Because of the lack of explicit research questions it is hard to assess the quality of the paper. Another issue is that the description of the graphs in the paper aren’t that good, it misses some description of the metric the each graph. Furthermore, there is not a real clear threats to validity section.
It is also noted that the first remark about the results of the paper is found at the results. It would be better to mention them before, it should be mentioned in the abstract or otherwise at least in the introduction.
The moderator asks what could be problematic this about using bug reports.
It is stated that the listed tool is no longer available online, And the question arises how you should keep this tools online
The paper lists some negative findings, some of these are contradictions to previous research. This might have happened because of a different dataset.
by Joost Wooning
The moderator asks what everyone thought about the developer study. It was strange that the paper stated it had developers which were authoritative over the code, however, they had no experience with quite some files which were in the study.
The listed required characteristics for bug-prediction software was pretty much agreed on, however, the bias towards the new is not always a good thing, older bugs may still not be solved and are therefor still important.
The display of the single flag that a file is bug-prone could be improved. With this message a developer still doesn’t know what to do. This could be fixed by focusing on smaller code parts, for example showing that a method of code section is bug-prone.
Another problem with the solution provided in the paper is with the soundness of the algorithm. Developers tend to ignore warnings if there are to many false positives.

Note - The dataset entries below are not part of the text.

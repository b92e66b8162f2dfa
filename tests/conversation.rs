use std::collections::{BTreeMap, VecDeque};
use std::sync::Mutex;
use std::time::Duration;

use async_trait::async_trait;
use google_home::types::{AssistantError, ConversationConfig, ConversationEvent};
use google_home::{Assistant, Conversation, Error, GoogleHome, HomeConfig, ReadyRx, ReadyTx};
use google_home_utils::{audio, playback};

/// Plays back one scripted conversation per `start` call and remembers what it was asked.
struct ScriptedAssistant {
    ready_tx: ReadyTx,
    scripts: Mutex<VecDeque<Result<Vec<ConversationEvent>, AssistantError>>>,
    starts: Mutex<Vec<Option<ConversationConfig>>>,
}

impl ScriptedAssistant {
    fn new(scripts: Vec<Result<Vec<ConversationEvent>, AssistantError>>) -> Self {
        let (ready_tx, _) = tokio::sync::broadcast::channel(4);
        Self {
            ready_tx,
            scripts: Mutex::new(scripts.into()),
            starts: Mutex::new(Vec::new()),
        }
    }

    fn starts(&self) -> Vec<Option<ConversationConfig>> {
        self.starts.lock().expect("starts lock").clone()
    }
}

#[async_trait]
impl Assistant for ScriptedAssistant {
    fn ready_events(&self) -> ReadyRx {
        self.ready_tx.subscribe()
    }

    async fn start(&self, config: Option<ConversationConfig>) -> Result<Conversation, AssistantError> {
        self.starts.lock().expect("starts lock").push(config);
        let script = self
            .scripts
            .lock()
            .expect("scripts lock")
            .pop_front()
            .unwrap_or_else(|| Err(AssistantError::new("no script left")))?;

        // Deliver events from another task, the way a real client would.
        let (input_tx, _input_rx) = tokio::sync::mpsc::channel(8);
        let (event_tx, event_rx) = tokio::sync::mpsc::channel(8);
        tokio::spawn(async move {
            for event in script {
                tokio::task::yield_now().await;
                if event_tx.send(event).await.is_err() {
                    break;
                }
            }
        });
        Ok(Conversation::from_receiver(input_tx, event_rx))
    }
}

#[tokio::test]
async fn waits_for_ready_then_follows_a_continuation() {
    let assistant = ScriptedAssistant::new(vec![
        Ok(vec![
            ConversationEvent::transcription("set a timer", true),
            ConversationEvent::Response("For how long?".to_string()),
            ConversationEvent::ended(None, true),
        ]),
        Ok(vec![
            ConversationEvent::Response("Timer set".to_string()),
            ConversationEvent::ended(None, false),
        ]),
    ]);
    let config = HomeConfig::builder()
        .with_paths("client.json", "tokens.json")
        .with_timeout(Duration::from_secs(5))
        .with_log_on_ready(true)
        .build();
    let home = GoogleHome::new(config, |_auth| assistant);

    home.assistant().ready_tx.send(()).expect("gate should be listening");
    home.on_init().await.expect("assistant should become ready");

    home.send_message("set a timer").await.expect("message should succeed");

    let starts = home.assistant().starts();
    assert_eq!(starts.len(), 2);
    let first = starts[0].as_ref().expect("first start carries a request");
    assert_eq!(first.text_query(), Some("set a timer"));
    assert!(first.is_new());
    assert!(starts[1].is_none(), "continuations resume without a request");
}

#[tokio::test]
async fn overlapping_messages_use_their_own_conversations() {
    let assistant = ScriptedAssistant::new(vec![
        Ok(vec![ConversationEvent::Response("one".to_string()), ConversationEvent::ended(None, false)]),
        Ok(vec![ConversationEvent::Response("two".to_string()), ConversationEvent::ended(None, false)]),
    ]);
    let home = GoogleHome::with_assistant(HomeConfig::new(), assistant);
    let mut events = home.conversation_events();

    let (a, b) = tokio::join!(home.send_message("first"), home.send_message("second"));
    assert_eq!(a, Ok(()));
    assert_eq!(b, Ok(()));

    // Events interleave on the shared stream but keep their turn.
    let mut by_turn: BTreeMap<u64, Vec<&'static str>> = BTreeMap::new();
    while let Ok(event) = events.try_recv() {
        by_turn.entry(event.turn()).or_default().push(event.event().name());
    }
    assert_eq!(by_turn.keys().copied().collect::<Vec<_>>(), vec![1, 2]);
    for names in by_turn.values() {
        assert_eq!(names, &vec!["response", "ended"]);
    }

    let stats = home.stats();
    assert_eq!(stats.sessions_started(), 2);
    assert_eq!(stats.turns_completed(), 2);
}

#[tokio::test]
async fn error_is_surfaced_with_its_details() {
    let err = AssistantError::new("RESOURCE_EXHAUSTED")
        .with_code(8)
        .with_details(serde_json::json!({ "retryAfterSeconds": 30 }));
    let assistant = ScriptedAssistant::new(vec![Ok(vec![ConversationEvent::Error(err.clone())])]);
    let home = GoogleHome::with_assistant(HomeConfig::new(), assistant);

    let failure = home.send_message("hello").await.expect_err("message should fail");
    assert_eq!(failure, Error::Conversation(err));
    assert_eq!(
        failure.assistant_error().and_then(|e| e.details()).map(|d| d["retryAfterSeconds"].clone()),
        Some(serde_json::json!(30))
    );
    assert_eq!(home.stats().turns_failed(), 1);
}

#[tokio::test]
async fn audio_can_be_played_from_the_event_stream() {
    let pcm = audio::encode_linear16(&[0.5; 64]);
    let assistant = ScriptedAssistant::new(vec![Ok(vec![
        ConversationEvent::AudioData(pcm.clone()),
        ConversationEvent::AudioData(pcm),
        ConversationEvent::ended(None, false),
    ])]);
    let home = GoogleHome::with_assistant(HomeConfig::new(), assistant);
    let mut events = home.conversation_events();

    home.send_message("play something").await.expect("message should succeed");

    let (mut writer, _reader) = playback::playback_channel(24000.0, 24000.0, 64, 1024).expect("playback channel");
    let mut queued = 0;
    while let Ok(event) = events.try_recv() {
        if let ConversationEvent::AudioData(bytes) = event.into_event() {
            queued += writer.push_linear16(&bytes).expect("push audio");
        }
    }
    assert_eq!(queued, 128);
}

The moderator asks if people think how the results of the paper would change if the code is deployed to an IDE instead of the code review tool. It might change in that a developer working on a file is extra careful when changing a file. However, this could also be a problem, a developer might choose to not change a bug-prone file and create some kind of workaround. Another problem could be that developers still won’t ‘fix’ the file, this could be because it is not an actionable message and thus requires extra work.
This tool might be of better use to quality assurance developers instead of front-line developers. However, for this to work the quality assurance developers should be able to decide changing a file.
Would a machine learning technique provide better results then this solution. One problem is that the insights from machine learning aren’t that good, you still don’t know how to fix the problem. Another problem is that is currently is difficult to train a system on another projects data.
Other problems noted from the paper are:
Another question is if it would be useful if a file shown a number about the bug-proneness. However, for this the be useful it would also need some kind of timestamp with the number. And while the number provides more insights it still is no actionable message.